How to take the right amount of risk
If recent market shakes haven’t affected your financial plans, your only next steps are to stay on track. But if you veered from your plans or didn’t have a plan in the first place, it’s time to put your portfolio on the right track.
Start with your ability to take a risk, Benz suggests: “Keep in mind what you are trying to achieve and how close you are to it when you need the money. You may need sub-wallets for different goals.”
In general, younger people who are saving for retirement can often invest that portion of their portfolio in a wide variety of stocks, Benz says. They offer higher long-term returns than other types of assets, but they also tend to come with greater risk.
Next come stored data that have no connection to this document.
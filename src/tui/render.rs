//! Main rendering logic for TUI.
//!
//! The screen is plain text: a few system lines, a status line, the view's
//! table and optionally the device table. [`screen_lines`] builds it without
//! a terminal; [`render`] only paints the result.

use ratatui::Frame;
use ratatui::style::{Color, Modifier, Style};
use ratatui::text::{Line, Span};
use ratatui::widgets::Paragraph;

use crate::collector::{ExtraTable, Stat, SysStat};
use crate::snapshot::{AlignStatus, ColumnWidths, Snapshot};

use super::input::{InputMode, UiState};

/// Kind of a screen line, used only for styling.
#[derive(Debug, Clone, Copy, PartialEq, Eq)]
pub enum LineKind {
    Plain,
    Status,
    TableHeader,
    Error,
}

/// Text content of the screen.
#[derive(Debug, Clone, Default, PartialEq)]
pub struct Screen {
    pub lines: Vec<(LineKind, String)>,
}

impl Screen {
    fn push(&mut self, kind: LineKind, text: impl Into<String>) {
        self.lines.push((kind, text.into()));
    }

    /// Lines without their kinds.
    pub fn text(&self) -> Vec<&str> {
        self.lines.iter().map(|(_, l)| l.as_str()).collect()
    }
}

/// Formats seconds since boot as `N days, H:MM` or `H:MM`.
pub fn format_uptime(seconds: f64) -> String {
    let total = seconds.max(0.0) as u64 / 60;
    let (days, hours, minutes) = (total / 1440, total / 60 % 24, total % 60);
    match days {
        0 => format!("{}:{:02}", hours, minutes),
        1 => format!("1 day, {}:{:02}", hours, minutes),
        _ => format!("{} days, {}:{:02}", days, hours, minutes),
    }
}

fn sys_lines(screen: &mut Screen, stat: &Stat) {
    let SysStat {
        cpu,
        mem,
        load,
        uptime,
    } = &stat.sys;

    let up = uptime.map_or_else(|| "?".to_string(), format_uptime);
    screen.push(
        LineKind::Plain,
        format!(
            "rpgtop: {} up {}, refresh {}s, view {}",
            stat.collected_at.format("%H:%M:%S"),
            up,
            stat.refresh.as_secs(),
            stat.view
        ),
    );
    screen.push(
        LineKind::Plain,
        format!(
            "load average: {:.2}, {:.2}, {:.2}",
            load.load1, load.load5, load.load15
        ),
    );
    screen.push(
        LineKind::Plain,
        format!(
            "%cpu: {:.1} us, {:.1} ni, {:.1} sy, {:.1} id, {:.1} wa, {:.1} hi, {:.1} si, {:.1} st",
            cpu.user, cpu.nice, cpu.system, cpu.idle, cpu.iowait, cpu.irq, cpu.softirq, cpu.steal
        ),
    );
    screen.push(
        LineKind::Plain,
        format!(
            "MiB mem: {} total, {} free, {} used, {} buff, {} cached, {} dirty, {} writeback, {} slab",
            mem.total, mem.free, mem.used, mem.buffers, mem.cached, mem.dirty, mem.writeback, mem.slab
        ),
    );
    screen.push(
        LineKind::Plain,
        format!(
            "MiB swap: {} total, {} free, {} used",
            mem.swap_total, mem.swap_free, mem.swap_used
        ),
    );
}

fn pad(text: &str, width: usize) -> String {
    format!("{:<width$}", text, width = width)
}

fn width_of(widths: &ColumnWidths, column: usize, name: &str) -> usize {
    widths
        .get(&column)
        .copied()
        .unwrap_or_else(|| name.chars().count())
}

/// Header and rows of an aligned table; the order column is marked.
fn table_lines(
    screen: &mut Screen,
    table: &Snapshot,
    widths: &ColumnWidths,
    order: Option<(usize, bool)>,
) {
    let header: Vec<String> = table
        .columns()
        .iter()
        .enumerate()
        .map(|(i, name)| {
            let label = match order {
                Some((key, desc)) if key == i => {
                    format!("{}{}", name, if desc { "▼" } else { "▲" })
                }
                _ => name.clone(),
            };
            pad(&label, width_of(widths, i, name).max(label.chars().count()))
        })
        .collect();
    screen.push(LineKind::TableHeader, header.join(" ").trim_end().to_string());

    for row in table.rows() {
        let cells: Vec<String> = table
            .columns()
            .iter()
            .enumerate()
            .map(|(i, name)| {
                let mut width = width_of(widths, i, name);
                if let Some((key, _)) = order
                    && key == i
                {
                    width = width.max(name.chars().count() + 1);
                }
                let value = row.get(i).and_then(|c| c.as_deref()).unwrap_or("");
                pad(value, width)
            })
            .collect();
        screen.push(LineKind::Plain, cells.join(" ").trim_end().to_string());
    }
}

fn extra_lines(screen: &mut Screen, extra: &ExtraTable) {
    screen.push(LineKind::Plain, "");
    table_lines(screen, &extra.table, &extra.widths, None);
}

/// Builds the whole screen for `stat`.
pub fn screen_lines(stat: &Stat, ui: &UiState) -> Screen {
    let mut screen = Screen::default();
    sys_lines(&mut screen, stat);

    let status = match (&ui.mode, &ui.message) {
        (InputMode::Filter(buffer), _) => {
            let column = stat
                .result
                .columns()
                .get(ui.view.order_key)
                .map_or("?", String::as_str);
            format!("filter {}: {}", column, buffer)
        }
        (InputMode::Normal, Some(message)) => message.clone(),
        (InputMode::Normal, None) if stat.filtered => {
            format!("{} rows (filtered)", stat.result.row_count())
        }
        (InputMode::Normal, None) => String::new(),
    };
    screen.push(LineKind::Status, status);

    if let Some(error) = stat.result.error() {
        screen.push(LineKind::Error, error);
    } else {
        table_lines(
            &mut screen,
            &stat.result,
            &stat.widths,
            Some((stat.order_key, stat.order_desc)),
        );
        if stat.align == AlignStatus::NoRows {
            screen.push(LineKind::Plain, "(no rows)");
        }
    }

    if let Some(extra) = &stat.extra {
        extra_lines(&mut screen, extra);
    }
    screen
}

fn style(kind: LineKind) -> Style {
    match kind {
        LineKind::Plain => Style::default(),
        LineKind::Status => Style::default().fg(Color::Yellow),
        LineKind::TableHeader => Style::default()
            .fg(Color::Black)
            .bg(Color::Gray)
            .add_modifier(Modifier::BOLD),
        LineKind::Error => Style::default().fg(Color::Red).add_modifier(Modifier::BOLD),
    }
}

/// Paints the last stat, or a waiting notice before the first one.
pub fn render(frame: &mut Frame, stat: Option<&Stat>, ui: &UiState) {
    let lines: Vec<Line> = match stat {
        Some(stat) => screen_lines(stat, ui)
            .lines
            .into_iter()
            .map(|(kind, text)| Line::from(Span::styled(text, style(kind))))
            .collect(),
        None => vec![Line::from(format!(
            "rpgtop: waiting for the first sample of {}...",
            ui.view.name
        ))],
    };
    frame.render_widget(Paragraph::new(lines), frame.area());
}

#[cfg(test)]
mod tests {
    use super::*;
    use crate::collector::mock::{MockDb, MockFs};
    use crate::collector::procfs::LocalProc;
    use crate::collector::{Collector, CollectorConfig, DbError, OsSource};
    use crate::view::{ExtraStat, View};
    use std::time::Duration;

    fn collector(db: MockDb, view: View) -> (Collector<MockDb>, MockFs) {
        let fs = MockFs::typical_system();
        let os = OsSource::Local(Box::new(LocalProc::new(fs.clone())));
        (
            Collector::new(db, os, view, CollectorConfig::default()),
            fs,
        )
    }

    fn ui(view: &View) -> UiState {
        UiState::new(view.clone(), Duration::from_secs(1))
    }

    #[test]
    fn uptime_formats() {
        assert_eq!(format_uptime(12345.67), "3:25");
        assert_eq!(format_uptime(86400.0 + 3600.0), "1 day, 1:00");
        assert_eq!(format_uptime(3.0 * 86400.0 + 59.0), "3 days, 0:00");
    }

    #[test]
    fn table_is_padded_and_order_marked() {
        let view = View::new("main", "SELECT").with_order(1, true);
        let db = MockDb::new().push(Snapshot::from_text(
            &["name", "n"],
            &[vec!["ab", "1"], vec!["abcd", "22"]],
        ));
        let (mut c, _) = collector(db, view.clone());
        let stat = c.update().unwrap();

        let screen = screen_lines(&stat, &ui(&view));
        let text = screen.text();
        assert!(text[0].starts_with("rpgtop: "));
        assert!(text[0].ends_with("up 3:25, refresh 1s, view main"));
        assert_eq!(text[1], "load average: 0.15, 0.10, 0.05");

        let header = text.iter().position(|l| l.starts_with("name")).unwrap();
        assert_eq!(screen.lines[header].0, LineKind::TableHeader);
        assert_eq!(text[header], "name n▼");
        assert_eq!(text[header + 1], "abcd 22");
        assert_eq!(text[header + 2], "ab   1");
    }

    #[test]
    fn query_error_replaces_table() {
        let view = View::new("main", "SELECT");
        let db = MockDb::new().push_error(DbError::Query("ERROR: relation does not exist".into()));
        let (mut c, _) = collector(db, view.clone());
        let stat = c.update().unwrap();

        let screen = screen_lines(&stat, &ui(&view));
        let (kind, text) = screen.lines.last().unwrap();
        assert_eq!(*kind, LineKind::Error);
        assert_eq!(text, "ERROR: relation does not exist");
    }

    #[test]
    fn empty_result_says_so() {
        let view = View::new("main", "SELECT");
        let db = MockDb::new().push(Snapshot::from_text::<&str>(&["pid", "query"], &[]));
        let (mut c, _) = collector(db, view.clone());
        let stat = c.update().unwrap();

        let text = screen_lines(&stat, &ui(&view)).text().join("\n");
        assert!(text.ends_with("(no rows)"));
    }

    #[test]
    fn extra_table_follows_main_table() {
        let view = View::new("main", "SELECT").with_extra(ExtraStat::Netdev);
        let db = MockDb::new().push(Snapshot::from_text(&["n"], &[vec!["1"]]));
        let (mut c, _) = collector(db, view.clone());
        let stat = c.update().unwrap();

        let text = screen_lines(&stat, &ui(&view)).text().join("\n");
        assert!(text.contains("\ninterface"));
        assert!(text.contains("\neth0"));
    }

    #[test]
    fn filter_prompt_shows_column() {
        let view = View::new("main", "SELECT");
        let db = MockDb::new().push(Snapshot::from_text(&["state"], &[vec!["idle"]]));
        let (mut c, _) = collector(db, view.clone());
        let stat = c.update().unwrap();

        let mut ui = ui(&view);
        ui.mode = InputMode::Filter("act".into());
        let screen = screen_lines(&stat, &ui);
        assert!(screen.lines.contains(&(LineKind::Status, "filter state: act".to_string())));
    }
}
For short or medium-term goals spanning one to three years, “consider adding safer assets such as cash, short-term bond funds, and US government bond funds,” Benz says. From there, she adds, think about how you will react to losses in the future: “The ability to risk does not matter if you’re going to overturn your well-crafted plan when you don’t feel comfortable with the losses you’ve incurred in a short-term.”
Lots of online surveys can help you determine your risk tolerance. Experts say examining your behavior during the last withdrawal can be an equally useful metric.
“If I don’t feel comfortable in this kind of volatile market, I need to remember that and put safeguards in place so I don’t feel this way the next time it happens,” says Kelly Lavigne, Vice President of Consumer Insights at Allianz Live. “Because it will happen again. You will feel bad again.”
To avoid the kind of panic you might feel in the first half of the year, consider reducing your allocation to riskier assets like stocks and cryptocurrencies. You may also want to consider investing in a fund that will manage the provisions for you.
“An all-in-one box, such as a target date box, can help remove you from the equation and allow the product to do the heavy lifting,” Benz says.
A financial advisor may be able to help on this front, too, says Levine: “The most important thing is to make sure you don’t follow your gut and pull out of the market until you’ve talked to someone who can help you personalize.”